そんなわけで、頑張ってノウハウの見える化をしようと試みるも、本人達にそんな気力もなかったりして。引退間際だし。最後に一花咲かせるようなプロジェクトがあればよいのですけれども。
レガシーシステムのリスクというのは正にこういう点にあって、オープンだったら最悪リプレースとかコードまで見て何とかする、ってできるけど、ホストはアプローチの仕方さえも資料がなくてわからなかったりします。団塊引退世代の人が「今から学ぶホストの教科書」とか書いたらそこそこ売れそうな気がするんだけど。IBMのマニュアルってわかりにくいんですよ!

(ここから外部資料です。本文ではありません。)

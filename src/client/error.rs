//! Client error types
//!
//! Transport failures are mapped to actionable messages. The underlying
//! reqwest error stays attached as the source for logging.

use serde::Deserialize;
use std::error::Error as _;
use thiserror::Error;

use crate::decode::DecodeError;

/// Longest backend error body quoted in a message
const MAX_ERROR_BODY_CHARS: usize = 500;

/// Errors that can occur while talking to the backend
#[derive(Error, Debug)]
pub enum ClientError {
    #[error("API key is required")]
    MissingApiKey,

    #[error("Invalid backend settings: {0}")]
    InvalidSettings(String),

    #[error("Query timed out. Try reducing the time range, increasing the timeout in the backend settings, or enabling query splitting")]
    Timeout(#[source] reqwest::Error),

    #[error("Cannot connect to backend: connection refused. Check that the backend is running and the URL is correct")]
    ConnectionRefused(#[source] reqwest::Error),

    #[error("Cannot connect to backend: hostname not found. Check the URL in the backend settings")]
    HostNotFound(#[source] reqwest::Error),

    #[error("Backend closed the connection unexpectedly, the query may be too large. Try enabling query splitting or reducing the time range")]
    ConnectionClosed(#[source] reqwest::Error),

    #[error("Request to backend failed: {0}")]
    Request(#[source] reqwest::Error),

    /// Non-success status with a message
    #[error("Backend error (HTTP {status}): {message}")]
    Backend { status: u16, message: String },

    /// Non-success status with an empty body
    #[error("Backend returned HTTP {status} with no error message")]
    EmptyBackendError { status: u16 },

    #[error("Failed to decode backend response: {0}")]
    Decode(#[from] DecodeError),

    #[error("Query cancelled")]
    Cancelled,
}

/// Result type alias for client operations
pub type ClientResult<T> = Result<T, ClientError>;

/// Kind of the first I/O error in the source chain
fn io_kind(err: &reqwest::Error) -> Option<std::io::ErrorKind> {
    let mut source = err.source();
    while let Some(cause) = source {
        if let Some(io) = cause.downcast_ref::<std::io::Error>() {
            return Some(io.kind());
        }
        source = cause.source();
    }
    None
}

/// Flattened text of an error and all its sources
fn chain_text(err: &reqwest::Error) -> String {
    let mut text = err.to_string();
    let mut source = err.source();
    while let Some(cause) = source {
        text.push_str(": ");
        text.push_str(&cause.to_string());
        source = cause.source();
    }
    text.to_lowercase()
}

impl ClientError {
    /// Classify a reqwest failure
    pub fn from_transport(err: reqwest::Error) -> Self {
        if err.is_timeout() {
            return ClientError::Timeout(err);
        }

        let kind = io_kind(&err);
        let text = chain_text(&err);
        if kind == Some(std::io::ErrorKind::ConnectionRefused)
            || text.contains("connection refused")
        {
            ClientError::ConnectionRefused(err)
        } else if text.contains("dns error")
            || text.contains("failed to lookup address")
            || text.contains("no such host")
            || text.contains("name or service not known")
        {
            ClientError::HostNotFound(err)
        } else if matches!(
            kind,
            Some(
                std::io::ErrorKind::UnexpectedEof
                    | std::io::ErrorKind::ConnectionReset
                    | std::io::ErrorKind::ConnectionAborted
            )
        ) || text.contains("connection closed")
            || text.contains("end of file before message length reached")
            || text.contains("unexpected eof")
            || text.contains("incomplete message")
            || text.contains("connection reset")
        {
            ClientError::ConnectionClosed(err)
        } else {
            ClientError::Request(err)
        }
    }

    /// Whether the failure happened below HTTP
    pub fn is_transport(&self) -> bool {
        matches!(
            self,
            ClientError::Timeout(_)
                | ClientError::ConnectionRefused(_)
                | ClientError::HostNotFound(_)
                | ClientError::ConnectionClosed(_)
                | ClientError::Request(_)
        )
    }
}

#[derive(Deserialize)]
struct ErrorBody {
    #[serde(default)]
    error: String,
}

/// Build the error for a non-success backend response.
///
/// Uses `{"error": "..."}` when present, otherwise the trimmed body cut to
/// 500 characters.
pub fn parse_backend_error(status: u16, body: &[u8]) -> ClientError {
    if let Ok(parsed) = serde_json::from_slice::<ErrorBody>(body) {
        if !parsed.error.is_empty() {
            return ClientError::Backend {
                status,
                message: parsed.error,
            };
        }
    }

    let text = String::from_utf8_lossy(body);
    let text = text.trim();
    if text.is_empty() {
        return ClientError::EmptyBackendError { status };
    }

    let message = if text.chars().count() > MAX_ERROR_BODY_CHARS {
        let mut cut: String = text.chars().take(MAX_ERROR_BODY_CHARS).collect();
        cut.push_str("...");
        cut
    } else {
        text.to_string()
    };

    ClientError::Backend { status, message }
}

#[cfg(test)]
mod tests {
    use super::*;

    #[test]
    fn test_parse_json_error() {
        let err = parse_backend_error(400, br#"{"error": "table not found: cpu"}"#);
        assert_eq!(err.to_string(), "Backend error (HTTP 400): table not found: cpu");
    }

    #[test]
    fn test_parse_plain_body() {
        let err = parse_backend_error(502, b"  Bad Gateway\n");
        assert_eq!(err.to_string(), "Backend error (HTTP 502): Bad Gateway");
    }

    #[test]
    fn test_parse_empty_json_error_uses_body() {
        let err = parse_backend_error(500, br#"{"error": ""}"#);
        assert_eq!(err.to_string(), r#"Backend error (HTTP 500): {"error": ""}"#);
    }

    #[test]
    fn test_parse_empty_body() {
        let err = parse_backend_error(503, b"");
        assert_eq!(err.to_string(), "Backend returned HTTP 503 with no error message");
    }

    #[test]
    fn test_parse_long_body_truncated() {
        let body = "x".repeat(800);
        match parse_backend_error(500, body.as_bytes()) {
            ClientError::Backend { message, .. } => {
                assert_eq!(message.len(), 503);
                assert!(message.ends_with("..."));
            }
            other => panic!("unexpected error: {other}"),
        }
    }
}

僕はホストの技術者じゃないけど、下のレイヤーの根本的な技術はお勉強したいなあ。
あと、その下で言及されている、メインフレームとオープンの話はちょっと勘違いかも。メインフレーム vs UNIX/IAサーバというのとホスト vs オープンっていうのがごっちゃになっているかな。メインフレームの上でオープン技術を活用するとき、もはやメインフレームVMより上の階層は(HWまで含めた)オープンシステムとあんまり変わらんのよね。それでいて実際のI/Oはメインフレームだから…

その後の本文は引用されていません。